== Records ==
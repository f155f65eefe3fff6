//! Content domain types: playlists, slideshows and their entries
use crate::types::{ContentId, MediaCategory, SlideId, TrackId};
use serde::{Deserialize, Serialize};

/// Kind of content item
#[derive(Debug, Clone, Copy, PartialEq, Eq, Hash, Serialize, Deserialize)]
#[serde(rename_all = "snake_case")]
pub enum ContentKind {
    /// Ordered list of audio tracks
    Playlist,
    /// Ordered list of images, optionally with a soundtrack
    Slideshow,
}

/// A playable track
///
/// `media_url` may be absent, in which case the URL is resolved lazily
/// through a `MediaUrlResolver` when the track becomes current.
#[derive(Debug, Clone, PartialEq, Eq, Serialize, Deserialize)]
pub struct Track {
    /// Unique track identifier
    pub id: TrackId,

    /// Display title
    pub title: String,

    /// Pre-resolved streamable URL (optional)
    #[serde(default)]
    pub media_url: Option<String>,

    /// MIME type reported by the service, when known
    #[serde(default, skip_serializing_if = "Option::is_none")]
    pub mime_type: Option<String>,

    /// Media category derived from the MIME type
    #[serde(default, alias = "mime_category")]
    pub category: MediaCategory,
}

impl Track {
    /// Create an audio track with a pre-resolved URL
    pub fn new(id: impl Into<String>, title: impl Into<String>, media_url: impl Into<String>) -> Self {
        Self {
            id: TrackId::new(id),
            title: title.into(),
            media_url: Some(media_url.into()),
            mime_type: None,
            category: MediaCategory::Audio,
        }
    }

    /// Create an audio track whose URL must be resolved on demand
    pub fn unresolved(id: impl Into<String>, title: impl Into<String>) -> Self {
        Self {
            id: TrackId::new(id),
            title: title.into(),
            media_url: None,
            mime_type: None,
            category: MediaCategory::Audio,
        }
    }

    /// Override the media category
    #[must_use]
    pub fn with_category(mut self, category: MediaCategory) -> Self {
        self.category = category;
        self
    }

    /// Set the MIME type and derive the category from it
    #[must_use]
    pub fn with_mime_type(mut self, mime_type: impl Into<String>) -> Self {
        self.mime_type = Some(mime_type.into());
        self.classify();
        self
    }

    /// Re-derive `category` from `mime_type`, if one is set
    pub fn classify(&mut self) {
        if let Some(mime) = &self.mime_type {
            self.category = MediaCategory::from_mime(mime);
        }
    }
}

/// A slideshow image
#[derive(Debug, Clone, PartialEq, Eq, Serialize, Deserialize)]
pub struct Slide {
    /// Unique slide identifier
    pub id: SlideId,

    /// Image location
    pub image_url: String,

    /// Caption shown under the image
    #[serde(default)]
    pub caption: String,

    /// Position in the slideshow (ascending)
    pub order: u32,
}

impl Slide {
    /// Create a new slide
    pub fn new(id: impl Into<String>, image_url: impl Into<String>, order: u32) -> Self {
        Self {
            id: SlideId::new(id),
            image_url: image_url.into(),
            caption: String::new(),
            order,
        }
    }

    /// Attach a caption
    #[must_use]
    pub fn with_caption(mut self, caption: impl Into<String>) -> Self {
        self.caption = caption.into();
        self
    }
}

/// Entries of a content item, by kind
#[derive(Debug, Clone, PartialEq, Eq, Serialize, Deserialize)]
#[serde(tag = "kind", rename_all = "snake_case")]
pub enum ContentBody {
    /// Playlist tracks in playback order
    Playlist {
        /// Tracks in playback order
        tracks: Vec<Track>,
    },

    /// Slideshow slides (ordered by `Slide::order`) and optional soundtrack
    Slideshow {
        /// Slides, not necessarily sorted
        slides: Vec<Slide>,
        /// Single background track for the whole slideshow
        #[serde(default)]
        soundtrack: Option<Track>,
    },
}

/// A catalog entry that can be rendered by a player
///
/// Created by the content repository and treated as immutable for the
/// lifetime of a playback session.
#[derive(Debug, Clone, PartialEq, Eq, Serialize, Deserialize)]
pub struct ContentItem {
    /// Unique content identifier
    pub id: ContentId,

    /// Display title
    #[serde(default)]
    pub title: String,

    /// Whether viewing requires an activation code (or a preview)
    #[serde(default)]
    pub is_protected: bool,

    /// Tracks or slides
    #[serde(flatten)]
    pub body: ContentBody,
}

impl ContentItem {
    /// Create an unprotected playlist
    pub fn playlist(id: impl Into<String>, title: impl Into<String>, tracks: Vec<Track>) -> Self {
        Self {
            id: ContentId::new(id),
            title: title.into(),
            is_protected: false,
            body: ContentBody::Playlist { tracks },
        }
    }

    /// Create an unprotected slideshow without soundtrack
    pub fn slideshow(id: impl Into<String>, title: impl Into<String>, slides: Vec<Slide>) -> Self {
        Self {
            id: ContentId::new(id),
            title: title.into(),
            is_protected: false,
            body: ContentBody::Slideshow {
                slides,
                soundtrack: None,
            },
        }
    }

    /// Mark the item as protected
    #[must_use]
    pub fn protected(mut self) -> Self {
        self.is_protected = true;
        self
    }

    /// Attach a soundtrack (ignored for playlists)
    #[must_use]
    pub fn with_soundtrack(mut self, track: Track) -> Self {
        if let ContentBody::Slideshow { soundtrack, .. } = &mut self.body {
            *soundtrack = Some(track);
        }
        self
    }

    /// Kind of this item
    pub fn kind(&self) -> ContentKind {
        match self.body {
            ContentBody::Playlist { .. } => ContentKind::Playlist,
            ContentBody::Slideshow { .. } => ContentKind::Slideshow,
        }
    }

    /// Playlist tracks (empty for slideshows)
    pub fn tracks(&self) -> &[Track] {
        match &self.body {
            ContentBody::Playlist { tracks } => tracks,
            ContentBody::Slideshow { .. } => &[],
        }
    }

    /// Slides sorted by their `order` field (empty for playlists)
    ///
    /// Sorting is stable, so slides sharing an order keep catalog order.
    pub fn slides_in_order(&self) -> Vec<Slide> {
        match &self.body {
            ContentBody::Slideshow { slides, .. } => {
                let mut sorted = slides.clone();
                sorted.sort_by_key(|slide| slide.order);
                sorted
            }
            ContentBody::Playlist { .. } => Vec::new(),
        }
    }

    /// Derive every track's category from its MIME type
    pub fn classify_media(&mut self) {
        match &mut self.body {
            ContentBody::Playlist { tracks } => tracks.iter_mut().for_each(Track::classify),
            ContentBody::Slideshow { soundtrack, .. } => {
                if let Some(track) = soundtrack {
                    track.classify();
                }
            }
        }
    }

    /// Slideshow soundtrack, if any
    pub fn soundtrack(&self) -> Option<&Track> {
        match &self.body {
            ContentBody::Slideshow { soundtrack, .. } => soundtrack.as_ref(),
            ContentBody::Playlist { .. } => None,
        }
    }

    /// Number of tracks or slides
    pub fn len(&self) -> usize {
        match &self.body {
            ContentBody::Playlist { tracks } => tracks.len(),
            ContentBody::Slideshow { slides, .. } => slides.len(),
        }
    }

    /// Whether the item has no tracks or slides
    pub fn is_empty(&self) -> bool {
        self.len() == 0
    }
}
===
### Exercise prompt
Using the records above, restate word for word the lines from the one with "Hash, Serialize, Deserialize)]" through the one with "self.mime_type = Some(mime_type.into());", both included.

### Exercise output
#[derive(Debug, Clone, Copy, PartialEq, Eq, Hash, Serialize, Deserialize)]
#[serde(rename_all = "snake_case")]
pub enum ContentKind {
    /// Ordered list of audio tracks
    Playlist,
    /// Ordered list of images, optionally with a soundtrack
    Slideshow,
}

/// A playable track
///
/// `media_url` may be absent, in which case the URL is resolved lazily
/// through a `MediaUrlResolver` when the track becomes current.
#[derive(Debug, Clone, PartialEq, Eq, Serialize, Deserialize)]
pub struct Track {
    /// Unique track identifier
    pub id: TrackId,

    /// Display title
    pub title: String,

    /// Pre-resolved streamable URL (optional)
    #[serde(default)]
    pub media_url: Option<String>,

    /// MIME type reported by the service, when known
    #[serde(default, skip_serializing_if = "Option::is_none")]
    pub mime_type: Option<String>,

    /// Media category derived from the MIME type
    #[serde(default, alias = "mime_category")]
    pub category: MediaCategory,
}

impl Track {
    /// Create an audio track with a pre-resolved URL
    pub fn new(id: impl Into<String>, title: impl Into<String>, media_url: impl Into<String>) -> Self {
        Self {
            id: TrackId::new(id),
            title: title.into(),
            media_url: Some(media_url.into()),
            mime_type: None,
            category: MediaCategory::Audio,
        }
    }

    /// Create an audio track whose URL must be resolved on demand
    pub fn unresolved(id: impl Into<String>, title: impl Into<String>) -> Self {
        Self {
            id: TrackId::new(id),
            title: title.into(),
            media_url: None,
            mime_type: None,
            category: MediaCategory::Audio,
        }
    }

    /// Override the media category
    #[must_use]
    pub fn with_category(mut self, category: MediaCategory) -> Self {
        self.category = category;
        self
    }

    /// Set the MIME type and derive the category from it
    #[must_use]
    pub fn with_mime_type(mut self, mime_type: impl Into<String>) -> Self {
        self.mime_type = Some(mime_type.into());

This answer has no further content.